The PrecivityAD2 test, developed by C2N Diagnostics, is already available for clinical use, allowing the company to market the test without FDA approval. This means that while not FDA-approved, it can be performed in certified labs and is already used in clinical settings to aid diagnosis. Currently, the approval timeline remains uncertain, with a focus on expanding access and securing insurance coverage for the existing test.

Another diagnostic test for Alzheimer’s, however, may receive approval by the end of next year.

The Roche Elecsys pTau217 test, which has received “breakthrough device” designation from the FDA, measures the protein pTau217 in plasma, serving as a biomarker for amyloidosis associated with Alzheimer’s. If clinical trials progress successfully, FDA approval may be expected within the next two years, possibly by late 2025 or early 2026.

Cancer

The upcoming year also holds great promise in oncology, as new therapies are expected to… personalize treatment approaches for cancer patients.

• Ivonescimab: A groundbreaking bispecific monoclonal antibody designed for treating non-small cell lung cancer (NSCLC) and breast cancer. When combined with chemotherapy, it showed effectiveness in individuals whose disease had worsened.
• Dato-DXd and Inavolisib: Additional treatments that are expected to enhance recovery options for various tumor types.
• Enhertu: A currently established therapy that is set to expand its indications for multiple applications.

Vaccines

Several RNA-based drugs are expected to hit the market in 2025, including a new product for familial chylomicronemia syndrome from Ionis and Arrowhead. Additionally, Sanofi’s fitusiran for hemophilia and Moderna’s mRNA flu vaccine represent further achievements using innovative pandemic-era technology. These two breakthroughs may earn first-in-class approvals in highly competitive therapeutic categories, with clinical differentiation supporting massive revenue forecasts.

Specifically, the mRNA vaccine involves a dual shot for coronavirus and seasonal flu. In June, Moderna published Phase 3 clinical trial results showing that mRNA-1083 elicited a robust immune response against both COVID-19 and influenza.
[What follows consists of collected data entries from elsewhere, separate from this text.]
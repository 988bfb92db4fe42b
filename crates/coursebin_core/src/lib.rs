//! Coursebin core: node model, merge logic and the pure state machine that
//! drives them.
mod course;
mod coursebin;
mod effect;
mod job;
mod msg;
mod node;
mod preferences;
mod profile;
mod staleness;
mod state;
mod transform;
mod update;
mod view_model;

pub use course::{CourseData, CourseDataError, SectionData, Timestamp};
pub use coursebin::{Coursebin, CoursebinError, MergeSummary};
pub use effect::Effect;
pub use job::{JobId, JobRecord, JobStatus, PollSchedule, TaskRequest, TimeoutPolicy};
pub use msg::Msg;
pub use node::{Node, NodeId, NodeKind};
pub use preferences::{PreferenceError, Preferences, ReservedSlot};
pub use profile::{ProfileKind, SavedProfile};
pub use staleness::{
    default_lifetime, is_stale, merge_refreshed_sections, partition_stale, stale_course_keys,
    CourseKey, ScheduledSection,
};
pub use state::{AppState, Notice, NoticeLevel, StateSnapshot};
pub use transform::transform_course;
pub use update::update;
pub use view_model::{AppViewModel, ComponentRow, CourseRow, JobView, SectionRow};
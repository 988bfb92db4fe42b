use crate::{CourseData, JobRecord, NodeId, ProfileKind, ReservedSlot, SavedProfile};

#[derive(Debug, Clone, PartialEq)]
pub enum Msg {
    /// User asked to add (or refetch) a course.
    AddCourseRequested { term: String, course: String },
    /// Background refresh of bin courses older than the section lifetime.
    RefreshStaleCourses {
        now: crate::Timestamp,
        lifetime: chrono::Duration,
    },
    /// A course fetch finished. The error is already rendered for display.
    CourseFetched {
        course: String,
        result: Result<CourseData, String>,
    },
    DeleteCourse(String),
    ToggleExclude(NodeId),
    ToggleExempt(NodeId),
    SetExemptRecursive { node_id: NodeId, value: bool },
    SetGroup { node_id: NodeId, group: u32 },
    StartGroupFromOne,
    ResetGroups,
    SetIncludeAll(bool),
    PreferenceEdited { key: String, value: String },
    ReservedSlotAdded(ReservedSlot),
    ReservedSlotsRemoved(Vec<String>),
    /// User submitted the bin for schedule generation.
    SubmitClicked { name: Option<String> },
    /// User asked to follow an existing job.
    TrackJobRequested(crate::JobId),
    /// Latest observed state of the tracked job.
    JobUpdated(JobRecord),
    /// The attempt budget ran out while the job was still pending.
    JobPollTimedOut { job_id: crate::JobId, attempts: u32 },
    JobRequestFailed(String),
    ProfileLoadRequested { kind: ProfileKind, id: u64 },
    ProfileSaveRequested { kind: ProfileKind, id: u64 },
    ProfileLoaded(Result<SavedProfile, String>),
    ProfileSaved(Result<u64, String>),
    /// The consuming view is going away.
    ViewClosed,
}
//! Freshness bookkeeping for section data held outside the bin, such as the
//! sections of a generated schedule.

use std::collections::HashSet;
use std::fmt;

use chrono::Duration;
use serde::{Deserialize, Serialize};
use serde_json::{Map, Value};

use crate::course::{CourseData, Timestamp};

/// How long fetched section data is trusted.
pub fn default_lifetime() -> Duration {
    Duration::minutes(10)
}

/// Refetch key: a course within a term.
#[derive(Debug, Clone, PartialEq, Eq, Hash, PartialOrd, Ord, Serialize, Deserialize)]
pub struct CourseKey {
    pub course: String,
    pub term: String,
}

impl CourseKey {
    pub fn new(course: impl Into<String>, term: impl Into<String>) -> Self {
        Self {
            course: course.into(),
            term: term.into(),
        }
    }
}

impl fmt::Display for CourseKey {
    fn fmt(&self, f: &mut fmt::Formatter<'_>) -> fmt::Result {
        write!(f, "{}:{}", self.term, self.course)
    }
}

/// A copy of a section held by a schedule or task view.
#[derive(Debug, Clone, PartialEq, Serialize, Deserialize)]
pub struct ScheduledSection {
    #[serde(alias = "id")]
    pub section_id: String,
    pub course_name: String,
    pub term: String,
    #[serde(default)]
    pub updated: Option<Timestamp>,
    #[serde(flatten)]
    pub fields: Map<String, Value>,
}

impl ScheduledSection {
    pub fn key(&self) -> CourseKey {
        CourseKey::new(self.course_name.clone(), self.term.clone())
    }
}

/// Data without a timestamp is always stale.
pub fn is_stale(updated: Option<Timestamp>, now: Timestamp, lifetime: Duration) -> bool {
    match updated {
        Some(updated) => now.signed_duration_since(updated) > lifetime,
        None => true,
    }
}

/// Split `sections` into `(stale, fresh)`, keeping input order in both.
pub fn partition_stale(
    sections: &[ScheduledSection],
    now: Timestamp,
    lifetime: Duration,
) -> (Vec<&ScheduledSection>, Vec<&ScheduledSection>) {
    sections
        .iter()
        .partition(|section| is_stale(section.updated, now, lifetime))
}

/// Distinct `(course, term)` pairs with at least one stale section, in order
/// of first appearance.
pub fn stale_course_keys(
    sections: &[ScheduledSection],
    now: Timestamp,
    lifetime: Duration,
) -> Vec<CourseKey> {
    let (stale, _) = partition_stale(sections, now, lifetime);
    let mut seen = HashSet::new();
    stale
        .into_iter()
        .map(ScheduledSection::key)
        .filter(|key| seen.insert(key.clone()))
        .collect()
}

/// Write the sections of a refetched course over every matching held copy.
///
/// Sections match on `(section id, term)`. Only fields present in the new
/// payload are replaced and `updated` becomes the course's timestamp.
/// Returns the number of copies updated.
pub fn merge_refreshed_sections(held: &mut [ScheduledSection], course: &CourseData) -> usize {
    let mut merged = 0;
    for section in held.iter_mut().filter(|s| s.term == course.term) {
        let Some(fresh) = course
            .sections
            .iter()
            .find(|fresh| fresh.section_id == section.section_id)
        else {
            continue;
        };
        if let Ok(Value::Object(fields)) = serde_json::to_value(fresh) {
            for (key, value) in fields {
                if key != "section_id" {
                    section.fields.insert(key, value);
                }
            }
        }
        section.updated = course.updated;
        merged += 1;
    }
    merged
}
use std::fs;
use std::path::{Path, PathBuf};
use std::time::Duration;

use anyhow::{ensure, Context};
use coursebin_client::ApiSettings;
use coursebin_core::{PollSchedule, TimeoutPolicy};
use coursebin_logging::{cb_info, LogDestination, DEFAULT_LOG_FILE};
use serde::{Deserialize, Serialize};

pub const CONFIG_FILENAME: &str = "coursebin.ron";

#[derive(Debug, Clone, Copy, PartialEq, Eq, Default, Serialize, Deserialize)]
#[serde(rename_all = "snake_case")]
pub enum LogTarget {
    #[default]
    File,
    Terminal,
    Both,
}

#[derive(Debug, Clone, PartialEq, Serialize, Deserialize)]
#[serde(default)]
pub struct ApiConfig {
    pub base_url: String,
    pub connect_timeout_secs: u64,
    pub request_timeout_secs: u64,
    pub max_bytes: u64,
    pub access_token: Option<String>,
}

impl Default for ApiConfig {
    fn default() -> Self {
        let defaults = ApiSettings::default();
        Self {
            base_url: defaults.base_url,
            connect_timeout_secs: defaults.connect_timeout.as_secs(),
            request_timeout_secs: defaults.request_timeout.as_secs(),
            max_bytes: defaults.max_bytes,
            access_token: None,
        }
    }
}

#[derive(Debug, Clone, PartialEq, Serialize, Deserialize)]
#[serde(default)]
pub struct PollConfig {
    pub base_ms: u64,
    pub max_ms: u64,
    /// `None` polls until the job is terminal.
    pub ttl: Option<u32>,
    pub on_timeout: TimeoutPolicy,
}

impl Default for PollConfig {
    fn default() -> Self {
        let defaults = PollSchedule::default();
        Self {
            base_ms: defaults.base.as_millis() as u64,
            max_ms: defaults.max.as_millis() as u64,
            ttl: defaults.ttl,
            on_timeout: defaults.on_timeout,
        }
    }
}

/// Contents of `coursebin.ron`. Every field is optional in the file.
#[derive(Debug, Clone, PartialEq, Serialize, Deserialize)]
#[serde(default)]
pub struct AppConfig {
    pub api: ApiConfig,
    pub poll: PollConfig,
    pub section_lifetime_secs: i64,
    pub log_to: LogTarget,
    pub log_file: PathBuf,
}

impl Default for AppConfig {
    fn default() -> Self {
        Self {
            api: ApiConfig::default(),
            poll: PollConfig::default(),
            section_lifetime_secs: coursebin_core::default_lifetime().num_seconds(),
            log_to: LogTarget::default(),
            log_file: PathBuf::from(DEFAULT_LOG_FILE),
        }
    }
}

impl AppConfig {
    /// Reads `explicit` if given, else `coursebin.ron` in `state_dir` when it
    /// exists. A missing default file yields the defaults.
    pub fn load(explicit: Option<&Path>, state_dir: &Path) -> anyhow::Result<Self> {
        let path = match explicit {
            Some(path) => path.to_path_buf(),
            None => {
                let path = state_dir.join(CONFIG_FILENAME);
                if !path.exists() {
                    return Ok(Self::default());
                }
                path
            }
        };
        let text = fs::read_to_string(&path)
            .with_context(|| format!("reading config {}", path.display()))?;
        let config: Self = ron::from_str(&text)
            .with_context(|| format!("parsing config {}", path.display()))?;
        config
            .validate()
            .with_context(|| format!("invalid config {}", path.display()))?;
        cb_info!("Loaded config from {:?}", path);
        Ok(config)
    }

    fn validate(&self) -> anyhow::Result<()> {
        ensure!(
            self.section_lifetime_secs > 0,
            "section_lifetime_secs must be positive, got {}",
            self.section_lifetime_secs
        );
        ensure!(
            chrono::Duration::try_seconds(self.section_lifetime_secs).is_some(),
            "section_lifetime_secs {} is out of range",
            self.section_lifetime_secs
        );
        Ok(())
    }

    pub fn api_settings(&self) -> ApiSettings {
        ApiSettings {
            base_url: self.api.base_url.clone(),
            connect_timeout: Duration::from_secs(self.api.connect_timeout_secs),
            request_timeout: Duration::from_secs(self.api.request_timeout_secs),
            max_bytes: self.api.max_bytes,
            access_token: self.api.access_token.clone(),
        }
    }

    pub fn poll_schedule(&self) -> PollSchedule {
        PollSchedule {
            base: Duration::from_millis(self.poll.base_ms),
            max: Duration::from_millis(self.poll.max_ms),
            ttl: self.poll.ttl,
            on_timeout: self.poll.on_timeout,
        }
    }

    pub fn section_lifetime(&self) -> chrono::Duration {
        chrono::Duration::try_seconds(self.section_lifetime_secs)
            .unwrap_or_else(coursebin_core::default_lifetime)
    }

    pub fn log_destination(&self) -> LogDestination {
        match self.log_to {
            LogTarget::File => LogDestination::File(self.log_file.clone()),
            LogTarget::Terminal => LogDestination::Terminal,
            LogTarget::Both => LogDestination::Both(self.log_file.clone()),
        }
    }
}
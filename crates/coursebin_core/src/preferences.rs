use serde::{Deserialize, Serialize};
use serde_json::{Map, Value};

#[derive(Debug, Clone, thiserror::Error, PartialEq, Eq)]
pub enum PreferenceError {
    #[error("`{value}` is not a time of day (expected HH:MM)")]
    InvalidTime { value: String },
    #[error("`{value}` is not a weight between 0 and 100")]
    InvalidWeight { value: String },
}

/// A block of time the user would rather keep free.
#[derive(Debug, Clone, PartialEq, Eq, Serialize, Deserialize)]
pub struct ReservedSlot {
    pub key: String,
    pub begin: String,
    pub end: String,
    /// Minimum free length inside `begin..end`, as `H:MM`.
    pub length: String,
    pub weight: u32,
}

/// Scheduling preferences sent along with the bin.
///
/// Keys the client does not model are kept in `extra` so saved profiles
/// survive a load/save cycle unchanged.
#[derive(Debug, Clone, PartialEq, Default, Serialize, Deserialize)]
pub struct Preferences {
    #[serde(default, skip_serializing_if = "Option::is_none")]
    pub early_time: Option<String>,
    #[serde(default, skip_serializing_if = "Option::is_none")]
    pub early_weight: Option<u32>,
    #[serde(default, skip_serializing_if = "Option::is_none")]
    pub late_time: Option<String>,
    #[serde(default, skip_serializing_if = "Option::is_none")]
    pub late_weight: Option<u32>,
    #[serde(default, skip_serializing_if = "Option::is_none")]
    pub break_time: Option<String>,
    #[serde(default, skip_serializing_if = "Option::is_none")]
    pub break_weight: Option<u32>,
    #[serde(default, skip_serializing_if = "Vec::is_empty")]
    pub reserved: Vec<ReservedSlot>,
    #[serde(flatten)]
    pub extra: Map<String, Value>,
}

impl Preferences {
    /// Set one preference from its textual form.
    pub fn set(&mut self, key: &str, value: &str) -> Result<(), PreferenceError> {
        let value = value.trim();
        match key {
            "early_time" => self.early_time = Some(parse_time(value)?),
            "late_time" => self.late_time = Some(parse_time(value)?),
            "break_time" => self.break_time = Some(parse_time(value)?),
            "early_weight" => self.early_weight = Some(parse_weight(value)?),
            "late_weight" => self.late_weight = Some(parse_weight(value)?),
            "break_weight" => self.break_weight = Some(parse_weight(value)?),
            other => {
                self.extra
                    .insert(other.to_string(), Value::String(value.to_string()));
            }
        }
        Ok(())
    }

    /// Adds `slot`, replacing any slot with the same key. Times are
    /// normalized to `HH:MM`.
    pub fn add_reserved(&mut self, slot: ReservedSlot) -> Result<(), PreferenceError> {
        let slot = ReservedSlot {
            begin: parse_time(slot.begin.trim())?,
            end: parse_time(slot.end.trim())?,
            length: parse_time(slot.length.trim())?,
            weight: parse_weight(&slot.weight.to_string())?,
            ..slot
        };
        self.reserved.retain(|existing| existing.key != slot.key);
        self.reserved.push(slot);
        Ok(())
    }

    pub fn remove_reserved(&mut self, keys: &[String]) -> usize {
        let before = self.reserved.len();
        self.reserved.retain(|slot| !keys.contains(&slot.key));
        before - self.reserved.len()
    }
}

fn parse_time(value: &str) -> Result<String, PreferenceError> {
    let invalid = || PreferenceError::InvalidTime {
        value: value.to_string(),
    };
    let (hours, minutes) = value.split_once(':').ok_or_else(invalid)?;
    let hours: u32 = hours.parse().map_err(|_| invalid())?;
    let minutes: u32 = minutes.parse().map_err(|_| invalid())?;
    if hours > 23 || minutes > 59 {
        return Err(invalid());
    }
    Ok(format!("{hours:02}:{minutes:02}"))
}

fn parse_weight(value: &str) -> Result<u32, PreferenceError> {
    value
        .parse::<u32>()
        .ok()
        .filter(|weight| *weight <= 100)
        .ok_or_else(|| PreferenceError::InvalidWeight {
            value: value.to_string(),
        })
}
use std::path::PathBuf;

use clap::{ArgAction, Parser, Subcommand, ValueEnum};
use coursebin_core::{Msg, NodeId, ProfileKind, ReservedSlot, Timestamp};

#[derive(Debug, Parser)]
#[command(name = "coursebin", version, about = "Collect courses and generate schedules")]
pub struct Cli {
    /// Scheduler API root, overriding the config file.
    #[arg(long, global = true)]
    pub api_url: Option<String>,

    /// Directory holding the local state and `coursebin.ron`.
    #[arg(long, global = true, default_value = ".")]
    pub state_dir: PathBuf,

    /// Explicit configuration file.
    #[arg(long, global = true)]
    pub config: Option<PathBuf>,

    /// Log more (-v debug, -vv trace).
    #[arg(short, long, global = true, action = ArgAction::Count)]
    pub verbose: u8,

    #[command(subcommand)]
    pub command: Command,
}

#[derive(Debug, Clone, Copy, PartialEq, Eq, Default, ValueEnum)]
pub enum ProfileArg {
    #[default]
    TaskData,
    Schedule,
}

impl From<ProfileArg> for ProfileKind {
    fn from(value: ProfileArg) -> Self {
        match value {
            ProfileArg::TaskData => ProfileKind::TaskData,
            ProfileArg::Schedule => ProfileKind::Schedule,
        }
    }
}

#[derive(Debug, Subcommand)]
pub enum Command {
    /// Fetch a course and merge it into the bin.
    Add { term: String, course: String },
    /// Refetch courses whose data is older than the section lifetime.
    Refresh,
    /// Remove a course and all its nodes.
    Remove { course: String },
    /// Show the bin.
    List,
    /// Toggle `exclude` on one node.
    Exclude { node: String },
    /// Toggle `exempt` on one node, or set it on a whole subtree.
    Exempt {
        node: String,
        #[arg(long)]
        recursive: Option<bool>,
    },
    /// Put a course into an alternative group.
    Group { course: String, group: u32 },
    /// Renumber groups to 1..=n keeping their order.
    CompactGroups,
    /// Give every course its own group in bin order.
    ResetGroups,
    IncludeAll,
    ExcludeAll,
    /// Set a scheduling preference, e.g. `early_time 09:00`.
    Prefs { key: String, value: String },
    /// Keep a block of time free, e.g. `lunch 11:30 13:00 0:45 60`.
    Reserve {
        key: String,
        begin: String,
        end: String,
        /// Minimum free length inside the block.
        length: String,
        weight: u32,
    },
    /// Drop reserved blocks by key.
    Unreserve {
        #[arg(required = true)]
        keys: Vec<String>,
    },
    /// Submit the bin and wait for the generated schedules.
    Submit {
        #[arg(long)]
        name: Option<String>,
    },
    /// Follow an existing job.
    Status { job_id: u64 },
    /// Re-fetch stale sections of a saved schedule.
    CheckSections { schedule_id: u64 },
    /// Replace the local bin and preferences with a saved profile.
    PullProfile {
        id: u64,
        #[arg(long, value_enum, default_value_t)]
        kind: ProfileArg,
    },
    /// Upload the local bin and preferences to a saved profile.
    PushProfile {
        id: u64,
        #[arg(long, value_enum, default_value_t)]
        kind: ProfileArg,
    },
}

impl Command {
    /// Messages that carry out the command. `List` and `CheckSections` need
    /// none.
    pub fn into_msgs(self, now: Timestamp, lifetime: chrono::Duration) -> Vec<Msg> {
        match self {
            Command::Add { term, course } => vec![Msg::AddCourseRequested { term, course }],
            Command::Refresh => vec![Msg::RefreshStaleCourses { now, lifetime }],
            Command::Remove { course } => vec![Msg::DeleteCourse(course)],
            Command::List | Command::CheckSections { .. } => Vec::new(),
            Command::Exclude { node } => vec![Msg::ToggleExclude(NodeId::new(node))],
            Command::Exempt {
                node,
                recursive: None,
            } => vec![Msg::ToggleExempt(NodeId::new(node))],
            Command::Exempt {
                node,
                recursive: Some(value),
            } => vec![Msg::SetExemptRecursive {
                node_id: NodeId::new(node),
                value,
            }],
            Command::Group { course, group } => vec![Msg::SetGroup {
                node_id: NodeId::new(course),
                group,
            }],
            Command::CompactGroups => vec![Msg::StartGroupFromOne],
            Command::ResetGroups => vec![Msg::ResetGroups],
            Command::IncludeAll => vec![Msg::SetIncludeAll(true)],
            Command::ExcludeAll => vec![Msg::SetIncludeAll(false)],
            Command::Prefs { key, value } => vec![Msg::PreferenceEdited { key, value }],
            Command::Reserve {
                key,
                begin,
                end,
                length,
                weight,
            } => vec![Msg::ReservedSlotAdded(ReservedSlot {
                key,
                begin,
                end,
                length,
                weight,
            })],
            Command::Unreserve { keys } => vec![Msg::ReservedSlotsRemoved(keys)],
            Command::Submit { name } => vec![Msg::SubmitClicked { name }],
            Command::Status { job_id } => vec![Msg::TrackJobRequested(job_id)],
            Command::PullProfile { id, kind } => vec![Msg::ProfileLoadRequested {
                kind: kind.into(),
                id,
            }],
            Command::PushProfile { id, kind } => vec![Msg::ProfileSaveRequested {
                kind: kind.into(),
                id,
            }],
        }
    }
}

#[cfg(test)]
mod tests {
    use super::*;
    use clap::CommandFactory;

    #[test]
    fn cli_definition_is_consistent() {
        Cli::command().debug_assert();
    }

    #[test]
    fn exempt_with_value_is_recursive() {
        let cli = Cli::parse_from(["coursebin", "exempt", "csci-201.0", "--recursive", "true"]);
        let msgs = cli
            .command
            .into_msgs(chrono::Utc::now(), coursebin_core::default_lifetime());
        assert_eq!(
            msgs,
            vec![Msg::SetExemptRecursive {
                node_id: NodeId::new("csci-201.0"),
                value: true
            }]
        );
    }

    #[test]
    fn reserve_builds_a_slot() {
        let cli = Cli::parse_from(["coursebin", "reserve", "lunch", "11:30", "13:00", "0:45", "60"]);
        let msgs = cli
            .command
            .into_msgs(chrono::Utc::now(), coursebin_core::default_lifetime());
        assert_eq!(
            msgs,
            vec![Msg::ReservedSlotAdded(ReservedSlot {
                key: "lunch".to_string(),
                begin: "11:30".to_string(),
                end: "13:00".to_string(),
                length: "0:45".to_string(),
                weight: 60,
            })]
        );
    }

    #[test]
    fn unreserve_takes_several_keys() {
        let cli = Cli::parse_from(["coursebin", "unreserve", "lunch", "gym"]);
        let msgs = cli
            .command
            .into_msgs(chrono::Utc::now(), coursebin_core::default_lifetime());
        assert_eq!(
            msgs,
            vec![Msg::ReservedSlotsRemoved(vec![
                "lunch".to_string(),
                "gym".to_string()
            ])]
        );
        assert!(Cli::try_parse_from(["coursebin", "unreserve"]).is_err());
    }

    #[test]
    fn profile_kind_defaults_to_task_data() {
        let cli = Cli::parse_from(["coursebin", "--state-dir", "/tmp/cb", "pull-profile", "4"]);
        assert_eq!(cli.state_dir, PathBuf::from("/tmp/cb"));
        let msgs = cli
            .command
            .into_msgs(chrono::Utc::now(), coursebin_core::default_lifetime());
        assert_eq!(
            msgs,
            vec![Msg::ProfileLoadRequested {
                kind: ProfileKind::TaskData,
                id: 4
            }]
        );
    }
}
With these results and considering Pfizer/BioNTech’s challenges in developing a similar vaccine, Moderna remains the sole company to publish positive Phase 3 results for a combined coronavirus-flu vaccine.

Chronic Pain

2025 could mark a turning point in pain management. U.S. regulators are expected to complete their review of a non-opioid analgesic, suzetrigine, in January. If approved, this drug, developed by Boston-based Vertex Pharmaceuticals, will represent the first new category of acute pain medication in more than 20 years.

A few days ago, the company announced promising Phase 2 results for sciatica. Earlier this year, Vertex launched a pivotal suzetrigine program for painful diabetic peripheral neuropathy (or diabetic foot). Additionally, suzetrigine is under FDA review for treating moderate to severe acute pain. The agency granted priority review status and set the Prescription Drug User Fee Act (PDUFA) deadline for January 30, 2025.